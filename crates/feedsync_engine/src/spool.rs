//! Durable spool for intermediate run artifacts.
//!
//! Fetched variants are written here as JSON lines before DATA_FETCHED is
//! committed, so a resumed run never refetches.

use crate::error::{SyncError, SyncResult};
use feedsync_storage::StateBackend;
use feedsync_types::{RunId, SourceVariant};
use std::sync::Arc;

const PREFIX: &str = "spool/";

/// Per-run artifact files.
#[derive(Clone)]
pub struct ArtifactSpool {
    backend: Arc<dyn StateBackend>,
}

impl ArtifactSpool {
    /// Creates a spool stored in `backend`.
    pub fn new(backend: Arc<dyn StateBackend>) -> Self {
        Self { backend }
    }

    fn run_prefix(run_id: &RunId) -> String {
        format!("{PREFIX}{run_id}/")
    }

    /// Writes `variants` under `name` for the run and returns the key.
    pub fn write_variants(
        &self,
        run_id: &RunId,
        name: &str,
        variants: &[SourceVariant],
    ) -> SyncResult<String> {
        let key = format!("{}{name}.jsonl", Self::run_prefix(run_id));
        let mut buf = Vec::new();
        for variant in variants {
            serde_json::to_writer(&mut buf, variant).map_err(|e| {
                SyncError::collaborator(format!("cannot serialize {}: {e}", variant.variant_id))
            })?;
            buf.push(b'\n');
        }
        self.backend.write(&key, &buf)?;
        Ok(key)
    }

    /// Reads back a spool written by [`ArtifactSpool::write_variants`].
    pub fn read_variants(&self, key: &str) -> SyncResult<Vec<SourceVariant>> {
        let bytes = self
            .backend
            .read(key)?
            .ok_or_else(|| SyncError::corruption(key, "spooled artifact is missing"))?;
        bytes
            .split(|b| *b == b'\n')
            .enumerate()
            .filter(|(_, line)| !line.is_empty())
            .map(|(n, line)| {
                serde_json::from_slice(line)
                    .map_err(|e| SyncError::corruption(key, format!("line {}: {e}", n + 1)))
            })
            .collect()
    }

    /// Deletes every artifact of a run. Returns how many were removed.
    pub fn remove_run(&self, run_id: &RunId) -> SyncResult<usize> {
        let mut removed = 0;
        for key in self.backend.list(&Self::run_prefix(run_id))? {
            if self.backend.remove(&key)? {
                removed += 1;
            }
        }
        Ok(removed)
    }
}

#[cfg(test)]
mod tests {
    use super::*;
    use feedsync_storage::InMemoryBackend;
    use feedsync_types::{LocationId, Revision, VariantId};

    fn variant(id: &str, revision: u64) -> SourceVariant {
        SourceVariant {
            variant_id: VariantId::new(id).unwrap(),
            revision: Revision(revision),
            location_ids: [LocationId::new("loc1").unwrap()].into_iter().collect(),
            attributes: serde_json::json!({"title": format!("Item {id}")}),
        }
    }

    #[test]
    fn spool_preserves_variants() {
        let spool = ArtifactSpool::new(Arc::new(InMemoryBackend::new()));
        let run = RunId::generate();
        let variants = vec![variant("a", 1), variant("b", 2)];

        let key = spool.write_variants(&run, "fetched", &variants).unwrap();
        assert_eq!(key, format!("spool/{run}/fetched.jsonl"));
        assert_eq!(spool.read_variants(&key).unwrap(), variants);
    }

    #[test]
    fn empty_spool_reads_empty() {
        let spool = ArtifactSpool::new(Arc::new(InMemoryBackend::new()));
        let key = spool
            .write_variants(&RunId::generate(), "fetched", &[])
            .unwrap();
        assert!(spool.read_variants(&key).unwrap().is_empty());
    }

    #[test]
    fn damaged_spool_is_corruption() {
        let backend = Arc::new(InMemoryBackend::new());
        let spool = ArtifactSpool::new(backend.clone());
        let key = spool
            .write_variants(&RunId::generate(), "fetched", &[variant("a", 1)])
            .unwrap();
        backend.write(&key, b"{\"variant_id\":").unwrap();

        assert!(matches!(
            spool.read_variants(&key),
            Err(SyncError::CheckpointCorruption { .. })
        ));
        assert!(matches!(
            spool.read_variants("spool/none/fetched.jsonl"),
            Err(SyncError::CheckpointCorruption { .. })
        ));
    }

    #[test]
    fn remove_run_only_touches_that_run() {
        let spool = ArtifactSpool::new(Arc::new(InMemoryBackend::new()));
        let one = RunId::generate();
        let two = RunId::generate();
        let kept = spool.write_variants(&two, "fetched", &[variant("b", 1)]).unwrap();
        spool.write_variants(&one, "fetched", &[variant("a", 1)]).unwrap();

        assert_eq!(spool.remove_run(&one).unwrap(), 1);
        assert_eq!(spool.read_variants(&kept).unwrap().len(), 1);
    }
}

* * *

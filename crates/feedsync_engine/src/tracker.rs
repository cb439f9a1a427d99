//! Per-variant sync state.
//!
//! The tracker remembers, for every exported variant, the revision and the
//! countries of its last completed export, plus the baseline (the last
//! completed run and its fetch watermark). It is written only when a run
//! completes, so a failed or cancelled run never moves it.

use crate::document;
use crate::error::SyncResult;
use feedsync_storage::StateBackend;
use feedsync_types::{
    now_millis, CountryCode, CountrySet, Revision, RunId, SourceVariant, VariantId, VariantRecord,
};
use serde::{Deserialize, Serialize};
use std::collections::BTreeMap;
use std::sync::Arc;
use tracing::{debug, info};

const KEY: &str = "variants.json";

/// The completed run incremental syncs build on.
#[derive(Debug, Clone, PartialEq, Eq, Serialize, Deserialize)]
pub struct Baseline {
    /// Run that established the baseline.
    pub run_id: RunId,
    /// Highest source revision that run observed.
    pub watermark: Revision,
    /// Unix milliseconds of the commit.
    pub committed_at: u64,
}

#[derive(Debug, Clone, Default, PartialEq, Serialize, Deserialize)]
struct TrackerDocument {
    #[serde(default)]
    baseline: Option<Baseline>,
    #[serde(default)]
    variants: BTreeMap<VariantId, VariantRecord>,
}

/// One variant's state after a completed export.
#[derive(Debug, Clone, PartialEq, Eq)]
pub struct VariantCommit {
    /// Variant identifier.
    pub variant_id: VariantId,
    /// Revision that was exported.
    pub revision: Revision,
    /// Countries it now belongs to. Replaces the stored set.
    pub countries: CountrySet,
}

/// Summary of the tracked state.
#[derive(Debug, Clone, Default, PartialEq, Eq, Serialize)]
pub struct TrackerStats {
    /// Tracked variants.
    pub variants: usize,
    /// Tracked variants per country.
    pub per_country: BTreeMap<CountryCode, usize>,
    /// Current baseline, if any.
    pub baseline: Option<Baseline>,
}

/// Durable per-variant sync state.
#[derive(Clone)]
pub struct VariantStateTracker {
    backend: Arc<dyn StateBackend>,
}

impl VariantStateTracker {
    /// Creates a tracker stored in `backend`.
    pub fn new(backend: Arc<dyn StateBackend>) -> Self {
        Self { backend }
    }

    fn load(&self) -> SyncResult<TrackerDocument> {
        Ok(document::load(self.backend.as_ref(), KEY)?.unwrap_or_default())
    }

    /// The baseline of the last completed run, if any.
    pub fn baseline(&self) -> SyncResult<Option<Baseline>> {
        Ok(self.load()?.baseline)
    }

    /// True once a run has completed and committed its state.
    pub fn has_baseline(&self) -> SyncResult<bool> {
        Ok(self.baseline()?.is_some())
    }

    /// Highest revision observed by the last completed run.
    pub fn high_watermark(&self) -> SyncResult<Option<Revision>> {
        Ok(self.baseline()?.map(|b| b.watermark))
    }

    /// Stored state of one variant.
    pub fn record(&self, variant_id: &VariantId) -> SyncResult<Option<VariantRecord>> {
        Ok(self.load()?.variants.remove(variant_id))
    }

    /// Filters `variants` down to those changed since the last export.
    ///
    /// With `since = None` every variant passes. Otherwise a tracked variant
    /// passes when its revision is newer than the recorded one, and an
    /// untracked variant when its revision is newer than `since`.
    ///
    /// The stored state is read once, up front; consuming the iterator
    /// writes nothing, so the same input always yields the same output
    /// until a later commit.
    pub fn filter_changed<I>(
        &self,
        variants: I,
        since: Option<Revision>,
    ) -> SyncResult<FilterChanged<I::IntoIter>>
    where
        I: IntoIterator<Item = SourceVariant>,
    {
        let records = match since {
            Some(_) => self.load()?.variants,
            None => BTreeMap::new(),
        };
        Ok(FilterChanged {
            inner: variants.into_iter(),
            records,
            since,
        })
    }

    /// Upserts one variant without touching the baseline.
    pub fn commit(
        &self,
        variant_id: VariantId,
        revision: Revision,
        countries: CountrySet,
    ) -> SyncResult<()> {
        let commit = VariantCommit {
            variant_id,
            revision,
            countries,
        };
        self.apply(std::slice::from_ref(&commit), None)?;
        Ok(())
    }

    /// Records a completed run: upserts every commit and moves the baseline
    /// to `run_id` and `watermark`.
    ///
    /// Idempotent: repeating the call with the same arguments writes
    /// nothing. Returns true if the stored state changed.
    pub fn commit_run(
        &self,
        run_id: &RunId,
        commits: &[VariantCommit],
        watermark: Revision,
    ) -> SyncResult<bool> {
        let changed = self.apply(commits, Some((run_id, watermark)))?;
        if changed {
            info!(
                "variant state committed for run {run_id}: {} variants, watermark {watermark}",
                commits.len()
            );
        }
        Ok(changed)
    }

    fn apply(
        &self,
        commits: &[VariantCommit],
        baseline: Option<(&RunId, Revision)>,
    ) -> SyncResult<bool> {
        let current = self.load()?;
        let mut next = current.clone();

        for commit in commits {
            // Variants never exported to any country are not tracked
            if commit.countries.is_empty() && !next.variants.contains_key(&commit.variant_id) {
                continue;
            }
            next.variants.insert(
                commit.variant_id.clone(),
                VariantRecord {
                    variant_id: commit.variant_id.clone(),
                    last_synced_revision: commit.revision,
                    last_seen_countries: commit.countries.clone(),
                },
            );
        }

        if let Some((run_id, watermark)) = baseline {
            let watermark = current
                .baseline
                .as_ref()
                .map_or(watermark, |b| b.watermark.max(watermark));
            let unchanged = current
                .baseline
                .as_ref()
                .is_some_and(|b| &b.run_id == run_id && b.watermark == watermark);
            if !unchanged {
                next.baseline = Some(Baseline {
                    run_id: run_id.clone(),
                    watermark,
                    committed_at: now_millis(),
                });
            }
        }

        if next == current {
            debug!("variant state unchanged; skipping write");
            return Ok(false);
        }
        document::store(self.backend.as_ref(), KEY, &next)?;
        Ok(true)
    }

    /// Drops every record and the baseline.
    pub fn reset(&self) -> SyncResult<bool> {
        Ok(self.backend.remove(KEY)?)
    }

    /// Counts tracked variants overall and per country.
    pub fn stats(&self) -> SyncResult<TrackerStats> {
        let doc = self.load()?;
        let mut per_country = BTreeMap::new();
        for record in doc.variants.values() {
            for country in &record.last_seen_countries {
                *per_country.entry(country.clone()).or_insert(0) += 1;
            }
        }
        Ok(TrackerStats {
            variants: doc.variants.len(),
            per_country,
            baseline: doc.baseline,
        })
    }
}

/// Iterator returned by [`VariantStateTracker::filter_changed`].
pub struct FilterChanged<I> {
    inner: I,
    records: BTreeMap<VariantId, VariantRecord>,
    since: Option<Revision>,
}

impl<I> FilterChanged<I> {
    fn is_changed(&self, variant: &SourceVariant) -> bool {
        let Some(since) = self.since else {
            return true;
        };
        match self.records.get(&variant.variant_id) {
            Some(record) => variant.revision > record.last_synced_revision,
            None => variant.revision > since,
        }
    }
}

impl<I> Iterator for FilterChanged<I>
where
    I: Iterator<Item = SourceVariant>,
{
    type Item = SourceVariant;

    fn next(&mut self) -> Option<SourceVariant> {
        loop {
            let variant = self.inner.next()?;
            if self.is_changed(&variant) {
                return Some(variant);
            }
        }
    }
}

## WORK ORDER
Please give the count of lines in the listing that include the string "SyncError", with no words around it.

## FINISHED EXERCISE
6